See that desire is the cause of your emptiness. Watch your desiring, and in watching it disappears, and with it disappears the emptiness. Then comes a deep, deep fulfillment. You feel so full, so overfull that you start overflowing. You have so much that you start sharing, you start giving – giving for the sheer joy of giving, for no other reason. You become like a cloud full of rainwater: it has to shower somewhere. It will shower even on the rocks where nothing is going to grow; it will shower unconditionally. It will not ask whether this is the right place to shower or not. It will be so burdened with rainwater that it has to shower to unburden itself.
When desiring disappears you are so full of bliss, so full of contentment, so full of fullness that you start sharing. It happens on its own accord. And then there is meaning in life, then there is significance in life. Then there is poetry, beauty, grace. Then there is music, harmony – your life becomes a dance.

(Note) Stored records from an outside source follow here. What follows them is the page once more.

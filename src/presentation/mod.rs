//! Presentation Layer
//!
//! This layer handles:
//! - CLI argument parsing (via clap)
//! - Choosing the remote target (SFTP or local mirror)
//!
//! Terminal rendering lives with the binary in `src/ui`.

pub mod cli;
pub mod factory;

pub use cli::{Cli, ColorWhen};
pub use factory::{create_connector, create_local_connector};
//! sftp-deploy CLI
//!
//! Usage: sftp-deploy [--skip-build] [--skip-git] [--fix-only] [OPTIONS]
//!
//! Builds the project, pushes it, waits for the host's auto-deploy, then
//! mirrors the build output over SFTP and repairs the public directory.

mod ui;

use std::process::ExitCode;

use anyhow::Result;
use clap::Parser;

use sftp_deploy::config::{load_layered, ConfigSource};
use sftp_deploy::infrastructure::{JsonEventSink, SystemCommandRunner, ThreadSleeper};
use sftp_deploy::presentation::{create_connector, Cli};
use sftp_deploy::{DeployError, DeployEventSink, Pipeline};

use ui::blocks::error::ErrorBlock;
use ui::console::ConsoleEventSink;
use ui::context::UiContext;
use ui::primitives::icon::Icon;

/// Exit status after Ctrl+C, as shells report SIGINT
const EXIT_INTERRUPTED: i32 = 130;

fn main() -> ExitCode {
    let cli = Cli::parse();
    let ui = UiContext::new(cli.json, cli.verbose, cli.color);

    if let Err(e) = install_interrupt_handler(ui) {
        eprintln!(
            "{} Could not install Ctrl+C handler: {}",
            Icon::Warning.colored(ui.color, ui.unicode),
            e
        );
    }

    match run(&cli, ui) {
        Ok(()) => ExitCode::SUCCESS,
        Err(err) => {
            report_fatal(&err, ui);
            ExitCode::FAILURE
        }
    }
}

fn run(cli: &Cli, ui: UiContext) -> Result<()> {
    let project = cli.project.as_path();
    let (config, source, warnings) =
        load_layered(cli.config.as_deref(), project, |key| std::env::var(key).ok())?;

    for warning in &warnings {
        eprintln!(
            "{} {}",
            Icon::Warning.colored(ui.color, ui.unicode),
            warning
        );
    }
    if ui.verbose > 0 && !ui.json {
        match &source {
            ConfigSource::File(path) => eprintln!("Config: {}", path.display()),
            ConfigSource::Defaults => eprintln!("Config: built-in defaults"),
        }
    }

    config.validate(cli.uses_sftp())?;

    let connector = create_connector(&config, cli.local_root.as_deref());
    let runner = SystemCommandRunner::new().stdout_to_stderr(ui.json);
    let sleeper = ThreadSleeper;
    let sink: Box<dyn DeployEventSink> = if ui.json {
        Box::new(JsonEventSink::stdout())
    } else {
        Box::new(ConsoleEventSink::stdout(ui))
    };

    Pipeline::new(&config, project, &runner, &sleeper)
        .with_flags(cli.run_flags())
        .run(connector.as_ref(), sink.as_ref())?;
    Ok(())
}

fn report_fatal(err: &anyhow::Error, ui: UiContext) {
    if ui.json {
        let hint = err.downcast_ref::<DeployError>().and_then(DeployError::hint);
        println!(
            "{}",
            serde_json::json!({
                "event": "error",
                "message": format!("{:#}", err),
                "hint": hint,
            })
        );
        return;
    }
    eprint!("{}", ErrorBlock::from_error(err).render(ui.color, ui.unicode));
}

/// Ctrl+C ends the run at once; an open remote session is not closed.
fn install_interrupt_handler(ui: UiContext) -> Result<(), ctrlc::Error> {
    ctrlc::set_handler(move || {
        eprintln!(
            "\n{} Interrupted, the remote may be partially updated",
            Icon::Warning.colored(ui.color, ui.unicode)
        );
        std::process::exit(EXIT_INTERRUPTED);
    })
}
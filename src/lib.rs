//! fileops: Path-based file helpers
//!
//! Thin wrappers over the host filesystem for create, delete, write,
//! read, rename and copy, plus a demonstration driver.

pub mod config;
pub mod demo;
pub mod file_ops;
pub mod logging;

// Re-export file operations for convenience
pub use file_ops::{
    file_copy, file_create, file_delete, file_exists, file_read_all, file_read_lines,
    file_rename, file_write, CollectingSink, Diagnostic, DiagnosticSink, FileOpError,
    FileOpErrorKind, FileOperations, TracingSink, WriteMode,
};

pub use config::DemoConfig;
pub use demo::{run_demo, DemoReport};
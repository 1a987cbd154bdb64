//! file_create: Create an empty file if not exists
//!
//! Fails if the file already exists (no truncation).
//! Parent directories are NOT created.

use std::fs::OpenOptions;
use std::path::Path;

use tracing::debug;

use super::error::{FileOpError, Result};

/// Create a new, empty file
///
/// # Arguments
/// * `path` - Path to the file to create
///
/// # Returns
/// * `Ok(())` - A previously absent file now exists
/// * `Err(FileOpError::AlreadyExists)` - Something already lives at `path`
/// * `Err(FileOpError)` - Creation failed (missing parent, permissions, ...)
///
/// # Examples
/// ```ignore
/// use fileops::file_ops::file_create;
/// use std::path::Path;
///
/// file_create(Path::new("new.txt"))?;
/// ```
pub fn file_create(path: impl AsRef<Path>) -> Result<()> {
    let path = path.as_ref();

    // create_new checks existence and creates in one syscall
    OpenOptions::new()
        .write(true)
        .create_new(true)
        .open(path)
        .map_err(|e| FileOpError::from_io(path, e))?;

    debug!(path = %path.display(), "created file");
    Ok(())
}
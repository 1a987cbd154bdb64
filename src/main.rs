//! fileops demo
//!
//! Runs the fixed create → write → append → read → rename → copy → delete
//! sequence and prints one status line per step.
//!
//! No CLI flags. Environment:
//! - FILEOPS_ROOT: directory to run in (default ".")
//! - FILEOPS_JSON: print the report as JSON
//! - RUST_LOG: log filter (default "warn")

use anyhow::{Context, Result};

use fileops::logging::init_logging;
use fileops::{run_demo, DemoConfig, FileOperations};

fn main() -> Result<()> {
    init_logging()?;

    let config = DemoConfig::from_env().context("failed to resolve demo configuration")?;
    let ops = FileOperations::new();
    let report = run_demo(&ops, &config.root);

    if config.json_output {
        let json = serde_json::to_string_pretty(&report).context("failed to encode report")?;
        println!("{}", json);
    } else {
        print!("{}", report.render_text());
    }

    Ok(())
}
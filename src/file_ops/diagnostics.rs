//! Diagnostic sinks for failures the boolean facade swallows

use std::sync::{Arc, Mutex, MutexGuard};

use serde::Serialize;
use tracing::warn;

use super::error::{FileOpError, FileOpErrorKind};

/// One swallowed failure
#[derive(Debug, Clone, PartialEq, Eq, Serialize)]
pub struct Diagnostic {
    /// Facade operation that failed ("create", "read_all", ...)
    pub operation: &'static str,
    pub kind: FileOpErrorKind,
    pub message: String,
}

impl Diagnostic {
    pub fn new(operation: &'static str, error: &FileOpError) -> Self {
        Self {
            operation,
            kind: error.kind(),
            message: error.to_string(),
        }
    }
}

/// Receives failures reported by `FileOperations`
pub trait DiagnosticSink {
    fn report(&self, diagnostic: Diagnostic);
}

impl<S: DiagnosticSink + ?Sized> DiagnosticSink for &S {
    fn report(&self, diagnostic: Diagnostic) {
        (**self).report(diagnostic)
    }
}

impl<S: DiagnosticSink + ?Sized> DiagnosticSink for Arc<S> {
    fn report(&self, diagnostic: Diagnostic) {
        (**self).report(diagnostic)
    }
}

/// Forwards diagnostics to `tracing` as warnings
#[derive(Debug, Default, Clone, Copy)]
pub struct TracingSink;

impl DiagnosticSink for TracingSink {
    fn report(&self, diagnostic: Diagnostic) {
        warn!(
            operation = diagnostic.operation,
            kind = ?diagnostic.kind,
            "{}",
            diagnostic.message
        );
    }
}

/// Keeps diagnostics in memory for later inspection
#[derive(Debug, Default)]
pub struct CollectingSink {
    diagnostics: Mutex<Vec<Diagnostic>>,
}

impl CollectingSink {
    pub fn new() -> Self {
        Self::default()
    }

    /// Snapshot of everything reported so far
    pub fn diagnostics(&self) -> Vec<Diagnostic> {
        self.lock().clone()
    }

    /// Drain and return everything reported so far
    pub fn take(&self) -> Vec<Diagnostic> {
        std::mem::take(&mut *self.lock())
    }

    fn lock(&self) -> MutexGuard<'_, Vec<Diagnostic>> {
        // A panic while holding the lock cannot leave the Vec half-updated
        self.diagnostics
            .lock()
            .unwrap_or_else(|poisoned| poisoned.into_inner())
    }
}

impl DiagnosticSink for CollectingSink {
    fn report(&self, diagnostic: Diagnostic) {
        self.lock().push(diagnostic);
    }
}
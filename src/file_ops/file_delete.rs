//! file_delete: Remove a file

use std::fs;
use std::path::Path;

use tracing::debug;

use super::error::{FileOpError, Result};

/// Delete the file at `path`
///
/// # Returns
/// * `Ok(())` - The file existed and was removed
/// * `Err(FileOpError::NotFound)` - Nothing to delete
/// * `Err(FileOpError)` - Removal failed (permissions, directory, ...)
pub fn file_delete(path: impl AsRef<Path>) -> Result<()> {
    let path = path.as_ref();
    fs::remove_file(path).map_err(|e| FileOpError::from_io(path, e))?;

    debug!(path = %path.display(), "deleted file");
    Ok(())
}

/// Returns `true` if something currently exists at `path`
pub fn file_exists(path: impl AsRef<Path>) -> bool {
    path.as_ref().exists()
}
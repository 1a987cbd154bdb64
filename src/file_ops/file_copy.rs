//! file_copy: Copy a file, replacing any existing destination

use std::fs;
use std::path::Path;

use tracing::debug;

use super::error::{FileOpError, Result};

/// Copy `from` to `to`
///
/// An existing file at `to` is silently overwritten. Copying a file onto
/// itself leaves it untouched.
///
/// # Returns
/// * `Ok(u64)` - Number of bytes copied (the file size for a self-copy)
/// * `Err(FileOpError)` - Source missing or I/O failure, attributed to `from`
pub fn file_copy(from: impl AsRef<Path>, to: impl AsRef<Path>) -> Result<u64> {
    let (from, to) = (from.as_ref(), to.as_ref());

    // fs::copy truncates `to` before reading `from`
    if is_same_file(from, to) {
        let len = fs::metadata(from)
            .map_err(|e| FileOpError::from_io(from, e))?
            .len();
        debug!(path = %from.display(), "copy onto itself skipped");
        return Ok(len);
    }

    let bytes = fs::copy(from, to).map_err(|e| FileOpError::from_io(from, e))?;

    debug!(from = %from.display(), to = %to.display(), bytes, "copied file");
    Ok(bytes)
}

fn is_same_file(from: &Path, to: &Path) -> bool {
    match (fs::canonicalize(from), fs::canonicalize(to)) {
        (Ok(from), Ok(to)) => from == to,
        _ => false,
    }
}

This emptiness and meaninglessness is your doing, so you can undo it.
You say, “I keep thinking there must be something more.”
That’s what is creating the trouble. And I am not saying there is not something more, there is – much more than you can ever imagine. I have seen it! I have heard it! I have experienced it! There is infinitely much more! But you will never come into contact with it if desiring continues. Desiring is a wall, no-desiring is a bridge. This is the very essence of Buddha’s teaching. This is his basic message to the world. Bliss is a state of no-desire, misery is a state of desire.
You say, “I want there to be something more.”
The more you will want the more you will miss. You can choose. If you want to remain miserable, want more, more and more, and you will be missing more and more. This is your choice, remember, this is your responsibility. Nobody is forcing you. If you really want to see that which is, don’t hanker for the future, for more. Just see to that which is.
The other day Buddha was saying: See that which is and see that which is not. That is meditation, and meditation takes you beyond mind. Mind is constantly asking, desiring, demanding and creating frustration because it lives in expectations. The whole world is suffering through meaninglessness, and the reason is that for the first time man is asking more than he has ever asked. For the first time man is desiring more than he has ever desired. Science has given him so much hope, so much support to desire more.
In the beginning of this century there was great optimism all over the world because science was opening new doors and everybody was thinking, “The golden age has arrived, it is just by the corner. We have reached it. In our very life we will see it – that paradise has descended on the earth.” Naturally everybody started desiring for more and more and more. Paradise has not descended on the earth. Instead, the earth has become a hell.
Science released your desiring, it supported your desires. It supported your hopes that those desires can be fulfilled. And the outcome is that the whole world is living in deep misery. It has never been so before. It is very strange, because for the first time man has more possessions than ever. For the first time man has more safety, more security, more scientific technology, more comfort than ever before. But more meaninglessness is also there. Man has never been in such a despair, in such a desperate effort to get more.